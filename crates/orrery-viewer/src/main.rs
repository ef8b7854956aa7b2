//! Headless viewer entry point for the orrery.
//!
//! Wires the simulation to the no-op collaborators and runs it for a fixed
//! number of frames. A real host swaps in a GPU renderer and a window
//! layer; everything else stays identical.
//!
//! Run with: `cargo run -p orrery-viewer -- --frames 300`

mod samples;

use std::sync::Arc;
use std::time::Duration;

use clap::Parser;
use tracing::info;

use orrery_app::OrreryApp;
use orrery_config::{AppDirs, CliArgs, Config, ConfigError};
use orrery_data::{BodyFetcher, JsonDirFetcher};
use orrery_scene::{NullPanel, NullRenderer};

/// Frames to run when `--frames` is absent: five seconds at the reference
/// rate.
const DEFAULT_FRAMES: u64 = 300;

/// Sleep between frames, approximating a 60 Hz display.
const FRAME_INTERVAL: Duration = Duration::from_millis(16);

fn main() {
    let args = CliArgs::parse();

    let mut config = match load_config(&args) {
        Ok(config) => config,
        Err(err) => {
            eprintln!("failed to load configuration: {err}");
            std::process::exit(1);
        }
    };
    config.apply_cli_overrides(&args);

    let log_dir = AppDirs::resolve().ok().map(|dirs| dirs.log_dir);
    orrery_log::init_logging(log_dir.as_deref(), cfg!(debug_assertions), Some(&config));

    info!("Orrery viewer");
    info!(
        "Window: {}x{} | Title: {}",
        config.window.width, config.window.height, config.window.title
    );

    let frames = args.frames.unwrap_or(DEFAULT_FRAMES);
    let fetcher = choose_fetcher(&config);
    let mut app = OrreryApp::new(
        &config,
        Arc::new(NullRenderer::new()),
        Arc::new(NullPanel),
        fetcher,
    );

    for _ in 0..frames {
        app.frame();
        std::thread::sleep(FRAME_INTERVAL);
    }

    report_run(&mut app, &config);
}

fn load_config(args: &CliArgs) -> Result<Config, ConfigError> {
    match &args.config {
        Some(dir) => Config::load_or_create(dir),
        None => {
            let dirs = AppDirs::resolve()?;
            dirs.create_dirs()?;
            Config::load_or_create(&dirs.config_dir)
        }
    }
}

fn choose_fetcher(config: &Config) -> Arc<dyn BodyFetcher> {
    if config.data.data_dir.as_os_str().is_empty() {
        info!("using the built-in sample catalog");
        Arc::new(samples::sample_fetcher())
    } else {
        info!(
            "reading catalog files from {}",
            config.data.data_dir.display()
        );
        Arc::new(JsonDirFetcher::new(config.data.data_dir.as_path()))
    }
}

fn report_run(app: &mut OrreryApp, config: &Config) {
    use bevy_ecs::prelude::With;
    use orrery_bodies::MinorBody;

    let minor_bodies = app
        .world
        .query_filtered::<(), With<MinorBody>>()
        .iter(&app.world)
        .count();
    info!(
        "run complete: {} frames, {} planets, {} fetched minor bodies",
        app.frame_loop.frame_count(),
        app.spawned.planets.len(),
        minor_bodies
    );

    if config.debug.frame_summary {
        info!(
            "frame pacing: average {:.1}ms over {:.1}s",
            app.frame_loop.average_frame_time() * 1000.0,
            app.frame_loop.total_time()
        );
    }
}
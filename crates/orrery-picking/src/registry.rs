//! Registry mapping pickable proxies to the bodies that own them.
//!
//! The renderer owns the actual meshes; the simulation registers one proxy
//! per pickable surface and keeps only the index. Atmosphere shells are
//! separate proxies that resolve to their owning planet, so clicking the
//! haze selects the planet inside it.

use bevy_ecs::prelude::*;

/// Stable handle to one registered pickable surface.
#[derive(Clone, Copy, Debug, PartialEq, Eq, Hash)]
pub struct ProxyId(u32);

impl ProxyId {
    /// Raw index into the registry.
    pub fn index(self) -> usize {
        self.0 as usize
    }
}

/// What geometry a proxy stands for.
#[derive(Clone, Copy, Debug, PartialEq)]
pub enum ProxySurface {
    /// The body sphere itself; the pick radius is the body's own radius.
    Body,
    /// A decorative shell (atmosphere) of fixed radius around the body.
    Shell(f64),
}

/// One registered pickable surface and the body it selects.
#[derive(Clone, Copy, Debug)]
pub struct ProxyEntry {
    /// The owning body entity every hit on this proxy resolves to.
    pub body: Entity,
    /// The surface shape used for intersection.
    pub surface: ProxySurface,
}

/// All pickable surfaces, built once while spawning the catalog.
///
/// Append-only: bodies are never removed at runtime, so proxy indices stay
/// valid for the whole session.
#[derive(Resource, Default)]
pub struct PickRegistry {
    entries: Vec<ProxyEntry>,
}

impl PickRegistry {
    /// Register a body sphere. Returns the proxy handle.
    pub fn register_body(&mut self, body: Entity) -> ProxyId {
        self.push(ProxyEntry {
            body,
            surface: ProxySurface::Body,
        })
    }

    /// Register an atmosphere shell around `body` with the given radius.
    pub fn register_shell(&mut self, body: Entity, radius: f64) -> ProxyId {
        self.push(ProxyEntry {
            body,
            surface: ProxySurface::Shell(radius),
        })
    }

    /// The body a proxy resolves to, or `None` for an unknown handle.
    pub fn owner_of(&self, id: ProxyId) -> Option<Entity> {
        self.entries.get(id.index()).map(|entry| entry.body)
    }

    /// All entries in registration order.
    pub fn entries(&self) -> &[ProxyEntry] {
        &self.entries
    }

    pub fn len(&self) -> usize {
        self.entries.len()
    }

    pub fn is_empty(&self) -> bool {
        self.entries.is_empty()
    }

    fn push(&mut self, entry: ProxyEntry) -> ProxyId {
        let id = ProxyId(self.entries.len() as u32);
        self.entries.push(entry);
        id
    }
}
_ _ _ _ _
THE TASK:
The string "PickRegistry" may appear in the entries. Say how many lines contain it, as a bare number.

RESULT OF THIS TASK:
2